Impact of cytomegalovirus in organ transplant recipients in the era of antiviral prophylaxis.

作者信息

Limaye Ajit P, Bakthavatsalam Ramasamy, Kim Hyung W, Randolph Sara E, Halldorson Jeffrey B, Healey Patrick J, Kuhr Christian S, Levy Adam E, Perkins James D, Reyes Jorge D, Boeckh Michael

机构信息

Department of Laboratory Medicine, University of Washington, Seattle, WA 98195-7110, USA.

出版信息

Transplantation. 2006 Jun 27;81(12):1645-52. doi: 10.1097/01.tp.0000226071.12562.1a.
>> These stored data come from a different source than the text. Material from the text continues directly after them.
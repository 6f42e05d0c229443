use std::cell::RefCell;
use std::collections::HashMap;

use serde::de::DeserializeOwned;

use crate::api::{DashboardApi, FetchError, Query};

/// Canned-response API. Responses are keyed by `path?key=value&..` (values
/// unencoded) first, then by bare path.
#[derive(Debug, Default)]
pub struct StubApi {
    responses: HashMap<String, Result<String, FetchError>>,
    zones: Option<Result<String, FetchError>>,
    calls: RefCell<Vec<String>>,
}

impl StubApi {
    pub fn respond(mut self, key: &str, body: &str) -> Self {
        self.responses.insert(key.to_string(), Ok(body.to_string()));
        self
    }

    pub fn fail(mut self, key: &str, error: FetchError) -> Self {
        self.responses.insert(key.to_string(), Err(error));
        self
    }

    pub fn zones(mut self, document: Result<String, FetchError>) -> Self {
        self.zones = Some(document);
        self
    }

    pub fn calls(&self) -> Vec<String> {
        self.calls.borrow().clone()
    }
}

impl DashboardApi for StubApi {
    async fn get_json<T: DeserializeOwned>(
        &self,
        path: &str,
        query: &Query,
    ) -> Result<T, FetchError> {
        let url = stub_key(path, query);
        self.calls.borrow_mut().push(url.clone());

        let body = self
            .responses
            .get(&url)
            .or_else(|| self.responses.get(path))
            .cloned()
            .unwrap_or_else(|| Err(FetchError::Network(format!("no stub for {url}"))))?;

        Ok(serde_json::from_str(&body)?)
    }

    async fn zone_document(&self) -> Result<String, FetchError> {
        self.calls.borrow_mut().push("zones".to_string());
        self.zones
            .clone()
            .unwrap_or_else(|| Err(FetchError::Network("no zone document".to_string())))
    }
}

fn stub_key(path: &str, query: &Query) -> String {
    let pairs: Vec<_> = query
        .iter()
        .map(|(key, value)| format!("{key}={value}"))
        .collect();
    if pairs.is_empty() {
        path.to_string()
    } else {
        format!("{path}?{}", pairs.join("&"))
    }
}
use crate::app::App;
use crate::ui::widgets::map::render_marker_map;
use ratatui::layout::Rect;
use ratatui::Frame;

pub fn render_map(app: &App, f: &mut Frame<'_>, area: Rect) {
    let map = &app.session.map;
    let title = if map.layer.is_empty() {
        "Top Pickup Zones".to_string()
    } else {
        format!("Top Pickup Zones ({} placed)", map.layer.len())
    };
    render_marker_map(f, area, map, &title);
}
DOI:10.1097/01.tp.0000226071.12562.1a
PMID:16794529
Abstract

BACKGROUND

Antiviral prophylaxis has been shown to decrease the incidence of cytomegalovirus (CMV) disease in organ transplant recipients, but whether CMV disease that occurs despite prophylaxis is associated with mortality remains unknown.

METHODS

The clinical features and risk factors for CMV disease in a cohort of liver transplant recipients who received antiviral prophylaxis were assessed retrospectively. Cox proportional hazard regression was used to assess the relationship of CMV to mortality during the first posttransplant year.

RESULTS

CMV disease developed in 37 of 437 (8.5%) recipients at a median of 4.5 (range, 2.5 to 12) months posttransplant and was associated only with donor-seropositive/recipient-seronegative serostatus in multivariate analysis (P<0.0001). Mortality at 1 year was 12% (51 of 437) and was infection-associated in 49% of cases. In multivariate analysis, CMV disease was independently associated with overall mortality at 1 year (HR, 5.1, P=0.002) and even more strongly with infection-associated mortality (HR 11, P=0.002). There was no association of CMV with noninfection-associated mortality (P>0.05).

CONCLUSIONS

Late CMV disease is an important clinical problem in liver transplant recipients who receive antiviral prophylaxis, and is strongly and independently associated with mortality. Strategies to prevent late CMV disease are warranted.

摘要

背景

抗病毒预防已被证明可降低器官移植受者巨细胞病毒(CMV)疾病的发生率,但尽管进行了预防仍发生的CMV疾病是否与死亡率相关尚不清楚。

方法

对一组接受抗病毒预防的肝移植受者中CMV疾病的临床特征和危险因素进行回顾性评估。采用Cox比例风险回归评估移植后第一年CMV与死亡率的关系。

结果

437名受者中有37名(8.5%)发生了CMV疾病,移植后中位时间为4.5个月(范围2.5至12个月),多因素分析显示仅与供体血清学阳性/受体血清学阴性状态相关(P<0.0001)。1年时的死亡率为12%(437名中的51名),49%的病例与感染相关。多因素分析中,CMV疾病与1年时的总体死亡率独立相关(HR,5.1,P=0.002),与感染相关死亡率的相关性更强(HR 11,P=0.002)。CMV与非感染相关死亡率无关联(P>0.05)。

结论

晚期CMV疾病是接受抗病毒预防的肝移植受者中的一个重要临床问题,且与死亡率密切且独立相关。有必要采取预防晚期CMV疾病的策略。